Now, social media has prematurely and mercilessly ripped open the bag containing life’s essential surprises. Even before teenage, mere striplings have seen it all, becoming exposed to intimate human anatomy, drugs, sex etcetera than their parents did in a lifetime. To be sure, electronic technology is indispensable. Its documented advantages far outweigh any downsides. ‘Zoom’ meetings in particular have helped governments, corporates and universities circumvent the Covid-19 wave almost unscathed.

Experts have long warned that over-indulgence in social media contributes towards the exponential increase of most psychological disorders, including depression and suicide. What needs to be similarly exhaustively documented is the developmental havoc wreaked by social media on growing children and the youth in the form of this excessive exposure. Over-hyped online betting, for instance, has brought addiction to many, and luck to a few.

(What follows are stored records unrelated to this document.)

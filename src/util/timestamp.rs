//! Timestamp handling between the caller's time base and the decoder's
//!
//! Buffers arrive stamped in microseconds. Hardware decoders run on the
//! MPEG 90 kHz clock, so every timestamp is rescaled once on `load` and
//! carried in 90 kHz ticks from then on.

use std::fmt;

/// Ticks per second of the caller's clock (microseconds)
pub const EXTERNAL_TIME_BASE: i64 = 1_000_000;

/// Ticks per second of the decoder clock
pub const DECODER_TIME_BASE: i64 = 90_000;

/// A timestamp in decoder (90 kHz) ticks
#[derive(Debug, Clone, Copy, PartialEq, Eq, Hash)]
pub struct Timestamp {
    pub value: i64,
}

impl Timestamp {
    pub fn new(value: i64) -> Self {
        Timestamp { value }
    }

    /// Unknown presentation time
    pub fn none() -> Self {
        Timestamp { value: i64::MIN }
    }

    pub fn is_valid(&self) -> bool {
        self.value != i64::MIN
    }

    /// Convert a caller timestamp in microseconds
    ///
    /// Negative values are treated as "unknown", matching how the buffer
    /// producers signal a missing timestamp.
    pub fn from_micros(micros: i64) -> Self {
        if micros < 0 {
            return Self::none();
        }
        let ticks = (micros as i128 * DECODER_TIME_BASE as i128) / EXTERNAL_TIME_BASE as i128;
        Timestamp {
            value: ticks as i64,
        }
    }

    /// Convert back to microseconds, `None` for an invalid timestamp
    pub fn to_micros(&self) -> Option<i64> {
        if !self.is_valid() {
            return None;
        }
        let micros = (self.value as i128 * EXTERNAL_TIME_BASE as i128) / DECODER_TIME_BASE as i128;
        Some(micros as i64)
    }
}

impl Default for Timestamp {
    fn default() -> Self {
        Self::none()
    }
}

impl fmt::Display for Timestamp {
    fn fmt(&self, f: &mut fmt::Formatter<'_>) -> fmt::Result {
        if self.is_valid() {
            write!(f, "{}", self.value)
        } else {
            write!(f, "NOPTS")
        }
    }
}
//! Error types for VFC

use thiserror::Error;

/// Result type alias for VFC operations
pub type Result<T> = std::result::Result<T, Error>;

/// Main error type for VFC
#[derive(Error, Debug)]
pub enum Error {
    /// IO error
    #[error("IO error: {0}")]
    Io(#[from] std::io::Error),

    /// A required buffer or argument was missing
    #[error("Null pointer: {0}")]
    NullPointer(String),

    /// Internal buffer growth failed
    #[error("Memory allocation failed: requested {requested} bytes (limit {limit:?})")]
    MemoryAlloc {
        requested: usize,
        limit: Option<usize>,
    },

    /// Caller bug or unexpected input that has no better classification
    #[error("Unknown error: {0}")]
    Unknown(String),

    /// Invalid state transition
    #[error("Undefined behavior: {0}")]
    UndefinedBehavior(String),

    /// Lookup miss that should not happen in correct usage
    #[error("Not found: {0}")]
    NotFound(String),

    /// Invalid input
    #[error("Invalid input: {0}")]
    InvalidInput(String),

    /// Malformed codec syntax (SPS, SEI, frame headers)
    #[error("Bitstream error: {0}")]
    Bitstream(String),

    /// Configuration error
    #[error("Configuration error: {0}")]
    Config(String),
}

/// Flat status code reported to the owning component
///
/// The component translates these into its own error enumeration; the
/// constructor never reports anything richer than this across its boundary.
#[derive(Debug, Clone, Copy, PartialEq, Eq, Hash)]
pub enum Status {
    None,
    NullPointer,
    MemoryAlloc,
    Unknown,
    UndefinedBehavior,
    NotFound,
}

impl Status {
    /// Status of an operation result; `Ok` maps to `Status::None`
    pub fn from_result<T>(result: &Result<T>) -> Self {
        match result {
            Ok(_) => Status::None,
            Err(e) => e.status(),
        }
    }

    /// Whether this status denotes success
    pub fn is_ok(&self) -> bool {
        *self == Status::None
    }
}

impl Error {
    /// Create a null pointer error
    pub fn null_pointer<S: Into<String>>(msg: S) -> Self {
        Error::NullPointer(msg.into())
    }

    /// Create a memory allocation error
    pub fn memory_alloc(requested: usize, limit: Option<usize>) -> Self {
        Error::MemoryAlloc { requested, limit }
    }

    /// Create an unknown error
    pub fn unknown<S: Into<String>>(msg: S) -> Self {
        Error::Unknown(msg.into())
    }

    /// Create an undefined behavior error
    pub fn undefined_behavior<S: Into<String>>(msg: S) -> Self {
        Error::UndefinedBehavior(msg.into())
    }

    /// Create a not found error
    pub fn not_found<S: Into<String>>(msg: S) -> Self {
        Error::NotFound(msg.into())
    }

    /// Create an invalid input error
    pub fn invalid_input<S: Into<String>>(msg: S) -> Self {
        Error::InvalidInput(msg.into())
    }

    /// Create a bitstream syntax error
    pub fn bitstream<S: Into<String>>(msg: S) -> Self {
        Error::Bitstream(msg.into())
    }

    /// Create a configuration error
    pub fn config<S: Into<String>>(msg: S) -> Self {
        Error::Config(msg.into())
    }

    /// Map this error onto the flat status taxonomy
    pub fn status(&self) -> Status {
        match self {
            Error::NullPointer(_) => Status::NullPointer,
            Error::MemoryAlloc { .. } => Status::MemoryAlloc,
            Error::UndefinedBehavior(_) => Status::UndefinedBehavior,
            Error::NotFound(_) => Status::NotFound,
            Error::Io(_)
            | Error::Unknown(_)
            | Error::InvalidInput(_)
            | Error::Bitstream(_)
            | Error::Config(_) => Status::Unknown,
        }
    }
}
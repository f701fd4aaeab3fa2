//! VP8 / VP9 loading
//!
//! No header phase; frames pass through as they come. Until the first key
//! frame has been delivered, inter frames are dropped since a decoder
//! cannot start on them.

use super::{Active, FrameConstructor};
use crate::codec::{vp8, vp9, CodecKind, FrameType};
use crate::error::Result;
use crate::util::Timestamp;
use bytes::Bytes;
use tracing::debug;

pub(super) fn load(
    c: &mut FrameConstructor,
    data: Bytes,
    ts: Timestamp,
    is_header: bool,
    is_complete_frame: bool,
) -> Result<()> {
    if is_header {
        c.header.set_opaque(&data);
        return Ok(());
    }
    if !c.first_sample {
        return c.deliver(data, ts, is_complete_frame, &[]);
    }

    let is_key = key_frame_check(c.kind());
    if is_complete_frame && c.bst_buf.is_empty() {
        if !is_key(&data) {
            debug!(len = data.len(), "dropping inter frame ahead of first key frame");
            return Ok(());
        }
        c.first_sample = false;
        return c.deliver(data, ts, true, &[]);
    }

    c.deliver(data, ts, is_complete_frame, &[])?;
    if is_complete_frame {
        if is_key(c.bst_buf.bitstream().data()) {
            c.first_sample = false;
        } else {
            debug!(len = c.bst_buf.len(), "dropping inter frame ahead of first key frame");
            c.bst_buf.clear();
            c.active = Active::None;
        }
    }
    Ok(())
}

fn key_frame_check(kind: CodecKind) -> fn(&[u8]) -> bool {
    match kind {
        CodecKind::Vp9 => vp9::is_key_frame,
        _ => vp8::is_key_frame,
    }
}

pub(super) fn vp8_frame_type(data: &[u8]) -> FrameType {
    vp8::FrameTag::parse(data)
        .map(|t| t.frame_type())
        .unwrap_or_default()
}

pub(super) fn vp9_frame_type(data: &[u8]) -> FrameType {
    vp9::FrameHeader::parse(data)
        .map(|h| h.frame_type())
        .unwrap_or_default()
}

Spousal relationships are also seriously imperiled by social media, mainly by way of couples being glued to their phones too long to accord each other attention. Reportedly, there is also a nasty tendency to benchmark relationships with impossibly high romantic standards set by movie stars, and other ‘celeb’ types, forgetting that it is in these folks’ day job description to choreograph perfection! One authority summarises the risks this way: “increased usage of social media may lead to marital problems, infidelity, and divorce. Excessive time spent on social media has been shown to negatively impact romantic relationships.” Truly, our world is getting increasingly clutched in a vice-like grip by social media. Is it just a matter of time before our vital social fabric breaks under the weight of neglect?